- TASK
Whenever a line carries the word "message", pull it out of the entries.

══ TASK DATA ══

//! 下游服务客户端
//!
//! 网关与库存服务、订单服务之间的 RPC 通道。响应一律按信封
//! (`ApiResponse`) 解码，错误分类只看信封里的数字错误码，
//! 不解析错误文本。连不上下游或回复无法解码时，降级为该
//! 通道的保底错误码 (502 档)，原因只进日志。

use std::time::Duration;

use reqwest::{Client, RequestBuilder};
use serde_json::Value;

use shared::{ApiResponse, AppError, AppResult, ErrorCode};

/// 单个下游服务的 HTTP 客户端
///
/// # 示例
///
/// ```ignore
/// let inventory = ServiceClient::new(
///     "inventory-server",
///     "http://localhost:8081",
///     Duration::from_secs(10),
///     ErrorCode::InventoryUnavailable,
/// );
/// let envelope = inventory.get("api/products", None).await?;
/// ```
#[derive(Debug, Clone)]
pub struct ServiceClient {
    /// HTTP 客户端
    client: Client,
    /// 下游服务基础地址
    base_url: String,
    /// 日志里使用的服务名
    name: &'static str,
    /// 下游不可达或回复不可用时对外呈现的错误码
    unreachable: ErrorCode,
}

impl ServiceClient {
    /// 创建下游客户端，每次调用受 `timeout` 约束
    pub fn new(
        name: &'static str,
        base_url: impl Into<String>,
        timeout: Duration,
        unreachable: ErrorCode,
    ) -> Self {
        let client = Client::builder()
            .timeout(timeout)
            .build()
            .expect("Failed to build HTTP client");

        Self {
            client,
            base_url: base_url.into(),
            name,
            unreachable,
        }
    }

    /// 下游服务基础地址
    pub fn base_url(&self) -> &str {
        &self.base_url
    }

    fn url(&self, path: &str) -> String {
        format!("{}/{}", self.base_url.trim_end_matches('/'), path)
    }

    /// 探测下游服务的健康端点
    pub async fn check_health(&self) -> Result<(), String> {
        let response = self
            .client
            .get(self.url("health"))
            .send()
            .await
            .map_err(|e| e.to_string())?;

        if response.status().is_success() {
            Ok(())
        } else {
            Err(format!("health probe returned {}", response.status()))
        }
    }

    /// GET 转发，原样携带查询字符串
    pub async fn get(&self, path: &str, raw_query: Option<&str>) -> AppResult<ApiResponse<Value>> {
        let url = match raw_query {
            Some(query) if !query.is_empty() => format!("{}?{}", self.url(path), query),
            _ => self.url(path),
        };
        self.dispatch(self.client.get(url)).await
    }

    /// POST 转发，JSON 请求体原样传递
    pub async fn post(&self, path: &str, body: &Value) -> AppResult<ApiResponse<Value>> {
        self.dispatch(self.client.post(self.url(path)).json(body))
            .await
    }

    /// PUT 转发
    pub async fn put(&self, path: &str, body: &Value) -> AppResult<ApiResponse<Value>> {
        self.dispatch(self.client.put(self.url(path)).json(body))
            .await
    }

    /// PATCH 转发
    pub async fn patch(&self, path: &str, body: &Value) -> AppResult<ApiResponse<Value>> {
        self.dispatch(self.client.patch(self.url(path)).json(body))
            .await
    }

    /// DELETE 转发
    pub async fn delete(&self, path: &str) -> AppResult<ApiResponse<Value>> {
        self.dispatch(self.client.delete(self.url(path))).await
    }

    /// 发送请求并把下游信封翻译为网关结果
    ///
    /// - 成功信封 (code 0) 原样返回，交由上层决定 HTTP 状态
    /// - 错误信封翻译成 [`AppError`]，HTTP 状态由错误码表重新推导
    /// - 传输失败 / 信封无法解码 → 本通道的保底错误码，原因记入日志
    async fn dispatch(&self, request: RequestBuilder) -> AppResult<ApiResponse<Value>> {
        let response = request.send().await.map_err(|e| {
            tracing::error!("{} request failed: {}", self.name, e);
            AppError::new(self.unreachable)
        })?;

        let envelope: ApiResponse<Value> = response.json().await.map_err(|e| {
            tracing::error!("{} returned an undecodable reply: {}", self.name, e);
            AppError::new(self.unreachable)
        })?;

        match envelope.code {
            Some(0) | None => Ok(envelope),
            Some(raw) => match ErrorCode::try_from(raw) {
                Ok(code) => Err(AppError {
                    code,
                    message: envelope.message,
                    details: envelope.details,
                }),
                Err(_) => {
                    tracing::warn!(
                        "{} replied with unrecognized code {}: {}",
                        self.name,
                        raw,
                        envelope.message
                    );
                    Err(AppError::new(ErrorCode::Unknown))
                }
            },
        }
    }
}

═══

- TASK RESULT
                    message: envelope.message,
                        envelope.message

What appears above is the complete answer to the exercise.